Episcopal consecration
- Principal consecrator: Martin Jumoad
- Co-consecrators: Rex Andrew Alarcon; Gilbert Garcera;
- Date: August 13, 2025
- Place: Pagadian Cathedral

= Ronald Timoner =

Filipino Roman Catholic Bishop (born 1971)

Ronald Anthony "Tonet" Parco Timoner (born August 13, 1971) is a Filipino Catholic prelate who has served as Bishop of Pagadian in the Philippines since 2025.

== Early life and education ==
Timoner was born on August 13, 1971, in Daet, Camarines Norte, Philippines. He studied philosophy at the Holy Rosary Minor Seminary in Naga, Camarines Sur, and theology at the University of Santo Tomas. He earned his licentiate in sacred theology at the Pontifical University of Saint Thomas Aquinas in Rome.
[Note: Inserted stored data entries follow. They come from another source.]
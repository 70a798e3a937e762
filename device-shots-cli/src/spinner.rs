//! Single-line progress spinner for the device currently being processed.

use std::time::Duration;

use indicatif::{ProgressBar, ProgressStyle};

pub(crate) struct DeviceSpinner {
    pb: ProgressBar,
}

impl DeviceSpinner {
    /// A ticking spinner, or a hidden one when `quiet`.
    pub(crate) fn new(quiet: bool) -> Self {
        let pb = if quiet {
            ProgressBar::hidden()
        } else {
            let pb = ProgressBar::new_spinner();
            if let Ok(style) = ProgressStyle::with_template("  {spinner:.cyan} {msg}") {
                pb.set_style(style.tick_chars("/-\\|"));
            }
            pb.enable_steady_tick(Duration::from_millis(100));
            pb
        };
        Self { pb }
    }

    pub(crate) fn set_message(&self, msg: String) {
        self.pb.set_message(msg);
    }

    /// Run `f` (typically a log call) with the spinner line cleared.
    pub(crate) fn suspend<F: FnOnce()>(&self, f: F) {
        self.pb.suspend(f);
    }

    pub(crate) fn finish(&self) {
        self.pb.finish_and_clear();
    }
}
He is the younger brother of Gerard Timoner III, who leads the Dominicans worldwide as the 88th master of the Order of Preachers.

== Priesthood ==
Timoner was ordained to the priesthood on May 1, 1997, for the Diocese of Daet. Early in his ministry, he served as parochial vicar in the parishes in Paracale and Talisay. He later held several key roles at the Holy Trinity College Seminary in Labo, including spiritual director, prefect of discipline, and procurator. From 2004 to 2008, he ministered abroad as chaplain of the Church of Saint Thomas in Milan, Italy.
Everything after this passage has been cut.